The outer quotes need to be double quotes.

vsujeetkumar’s picture

Updated outer quotes as mentioned in #57.

vsujeetkumar’s picture

Status: Needs work » Needs review
vsujeetkumar’s picture

FileSize
1.53 KB

Interdiff added, Please have a look.

quietone’s picture

Status: Needs review » Needs work
+++ b/core/modules/migrate/src/Plugin/migrate/source/SqlBase.php
@@ -242,6 +284,16 @@ protected function prepareQuery() {
+    // Add any configured conditions.

Looks like this was missed from 53.8. This is configuring joins, not conditions.

Setting back to NW for #53: 3, 4, 6 and 9.

This also needs an issue summary update, see Write an issue summary for an existing issue for guidance on doing that.

alison’s picture

@quietone I can try to update the issue summary -- before I dive in, is it because of formatting/structure issue, or content/substance?

Version: 9.2.x-dev » 9.3.x-dev

Drupal 9.2.0-alpha1 will be released the week of May 3, 2021, which means new developments and disruptive changes should now be targeted for the 9.3.x-dev branch. For more information see the Drupal core minor version schedule and the Allowed changes during the Drupal core release cycle.

Matroskeen made their first commit to this issue’s fork.

Matroskeen’s picture

Assigned: Unassigned » Matroskeen
Issue tags: +Needs change record

I'll try to review and address the remaining points. In the meantime, feel free to edit the issue summary.
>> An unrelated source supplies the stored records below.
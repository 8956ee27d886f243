pub type GSym = symbol_table::GlobalSymbol;

/// An interned identifier used for wire, cell, and module names.
#[derive(Clone, Copy, Hash, PartialEq, Eq, Debug, PartialOrd, Ord)]
#[cfg_attr(
    feature = "serialize",
    derive(serde::Deserialize),
    serde(transparent)
)]
pub struct Id {
    pub id: GSym,
}

impl Id {
    pub fn new<S: ToString>(id: S) -> Self {
        Self {
            id: GSym::from(id.to_string()),
        }
    }
}

impl Default for Id {
    fn default() -> Self {
        Id::new("")
    }
}

impl std::fmt::Display for Id {
    fn fmt(&self, f: &mut std::fmt::Formatter<'_>) -> std::fmt::Result {
        write!(f, "{}", self.id)
    }
}

impl AsRef<str> for Id {
    fn as_ref(&self) -> &str {
        self.id.as_str()
    }
}

impl From<&str> for Id {
    fn from(s: &str) -> Self {
        Id::new(s)
    }
}

impl From<String> for Id {
    fn from(s: String) -> Self {
        Id::new(s)
    }
}

impl From<&String> for Id {
    fn from(s: &String) -> Self {
        Id::new(s)
    }
}

impl PartialEq<str> for Id {
    fn eq(&self, other: &str) -> bool {
        self.id == GSym::from(other)
    }
}

impl PartialEq<&str> for Id {
    fn eq(&self, other: &&str) -> bool {
        self.id == GSym::from(*other)
    }
}

#[cfg(feature = "serialize")]
impl serde::Serialize for Id {
    fn serialize<S>(&self, serializer: S) -> Result<S::Ok, S::Error>
    where
        S: serde::Serializer,
    {
        self.id.as_str().serialize(serializer)
    }
}

/// Implemented by anything that lives in an [`crate::IdList`].
pub trait GetName {
    fn name(&self) -> Id;
}
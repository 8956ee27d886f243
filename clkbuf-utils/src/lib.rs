//! Shared utilities for the clkbuf pass and its surrounding tooling.
mod errors;
mod id;
mod namegenerator;
mod out_file;

pub use errors::{ClkbufResult, Error};
pub use id::{GSym, GetName, Id};
pub use namegenerator::NameGenerator;
pub use out_file::OutputFile;
//! Signal-equivalence resolver.
//!
//! Canonicalises each bit of a module to a deterministic representative of
//! its connected-wires equivalence class. Built once, from a snapshot of the
//! module's `connect` statements, and never updated afterwards: later
//! insertions create wires that fall outside the relation and canonicalise
//! to themselves, which is exactly the frozen-snapshot behaviour the
//! insertion and rewiring engine and the driver re-routing pass rely on.
use clkbuf_ir::{Bit, Connect, Module};
use std::collections::HashMap;

/// A union-find over a module's signal bits, queried via [`Canon::canon`].
pub struct Canon {
    /// Maps every bit that appears in some `connect` statement to the
    /// deterministic representative of its equivalence class. Bits absent
    /// from this map are their own representative (new wires, or wires that
    /// never appear in a connection).
    reps: HashMap<Bit, Bit>,
}

/// Quick-union-with-path-compression scratch state, kept separate from the
/// final `reps` map so that the representative can be picked
/// deterministically (the smallest [`Bit`] in the class) once every
/// connection has been folded in, rather than depending on union order.
struct UnionFind {
    parent: HashMap<Bit, Bit>,
}

impl UnionFind {
    fn new() -> Self {
        UnionFind {
            parent: HashMap::new(),
        }
    }

    fn find(&mut self, b: Bit) -> Bit {
        let p = *self.parent.entry(b).or_insert(b);
        if p == b {
            b
        } else {
            let root = self.find(p);
            self.parent.insert(b, root);
            root
        }
    }

    fn union(&mut self, a: Bit, b: Bit) {
        let ra = self.find(a);
        let rb = self.find(b);
        if ra != rb {
            // Arbitrary tie-break here; the final representative is picked
            // deterministically afterwards in `Canon::build`, so the choice
            // made during union doesn't leak into observable behaviour.
            self.parent.insert(ra, rb);
        }
    }
}

impl Canon {
    /// Build the resolver from a snapshot of `module`'s connect statements.
    pub fn build(module: &Module) -> Self {
        Self::from_connections(&module.connections)
    }

    pub fn from_connections(connections: &[Connect]) -> Self {
        let mut uf = UnionFind::new();
        for connect in connections {
            for (&l, &r) in connect.lhs.iter().zip(connect.rhs.iter()) {
                uf.union(l, r);
            }
        }

        // Group every bit mentioned by a connection by its (arbitrary) root,
        // then pick the smallest member of each group as the deterministic,
        // order-independent representative.
        let mut groups: HashMap<Bit, Vec<Bit>> = HashMap::new();
        let members: Vec<Bit> = uf.parent.keys().copied().collect();
        for b in members {
            let root = uf.find(b);
            groups.entry(root).or_default().push(b);
        }

        let mut reps = HashMap::new();
        for members in groups.into_values() {
            let canonical = *members.iter().min().unwrap();
            for b in members {
                reps.insert(b, canonical);
            }
        }

        Canon { reps }
    }

    /// Return the canonical representative of `bit`'s equivalence class.
    /// Bits outside the frozen relation (new wires created after `build`
    /// was called) canonicalise to themselves.
    pub fn canon(&self, bit: Bit) -> Bit {
        self.reps.get(&bit).copied().unwrap_or(bit)
    }
}

#[cfg(test)]
mod tests {
    use super::*;
    use clkbuf_ir::Id;

    fn w(name: &str, i: u32) -> Bit {
        Bit::Wire(Id::new(name), i)
    }

    #[test]
    fn transitive_closure() {
        // a <-> b <-> c should all canonicalise to the same representative.
        let connections = vec![
            Connect {
                lhs: vec![w("a", 0)],
                rhs: vec![w("b", 0)],
            },
            Connect {
                lhs: vec![w("b", 0)],
                rhs: vec![w("c", 0)],
            },
        ];
        let canon = Canon::from_connections(&connections);
        assert_eq!(canon.canon(w("a", 0)), canon.canon(w("c", 0)));
    }

    #[test]
    fn deterministic_pick() {
        let connections = vec![Connect {
            lhs: vec![w("z", 0)],
            rhs: vec![w("a", 0)],
        }];
        let canon = Canon::from_connections(&connections);
        // "a" < "z" lexically via Id's interned ordering is not guaranteed,
        // but whichever bit is picked, both sides must agree and be stable
        // across repeated queries.
        let rep = canon.canon(w("z", 0));
        assert_eq!(rep, canon.canon(w("a", 0)));
        assert_eq!(rep, canon.canon(rep));
    }

    #[test]
    fn unrelated_bit_is_self_canonical() {
        let canon = Canon::from_connections(&[]);
        assert_eq!(canon.canon(w("lonely", 3)), w("lonely", 3));
    }
}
We would also need to add a change record describing a new feature - adding a tag.

quietone’s picture

@alisonjo315, thanks.

I default to thinking in lists, so this will be brief.

  • Problem/Motivation - this fine, it is easy to understand.
  • Proposed resolution - This shows several options as the resolution. If there has been agreement on the option then this should show just that and I like to link to the comment where the approach was agreed to. That is really helpful on very long issues. This section is what the reviewer and committer compare the code with to determine if the patch is doing what it should.
  • Remaining tasks - just check that this is up to date
  • User interface changes - The boilerplate code needs to be removed. I often add a N/A to indicate that I did look at the section and other times I delete it.
  • API changes - Same as the 'User interface changes' section
  • Data model changes - Same as the 'User interface changes' section
  • Release notes snippet - Same as the 'User interface changes' section

Matroskeen’s picture

@quietone the answer for #53.9 is in #21.


I opened a merge request with some changes on top of #58:
1) Improved documentation and came up with some real examples (at least I hope so);
2) Added a bit more superpower by switching from join() to addJoin(), which can be used to specify a type of join. I think it mght be helpful in some cases and defaults to INNER, which is the same as join();
3) Improved SqlBase constructor a bit;

I think we need more tests with real source plugins. Is it fine to add more test cases to the existing source plugin tests like Drupal\Tests\node\Kernel\Plugin\migrate\source\d7\NodeTest?

The other important thing is the issue mentioned in #44. Currently, the conditions are not affecting the source count, which is gonna be confusing.

If I have 10 nodes in D7 site, and I'm adding a condition, I'm still seeing 10 as Total, which makes me think conditions don't work (but they actually do).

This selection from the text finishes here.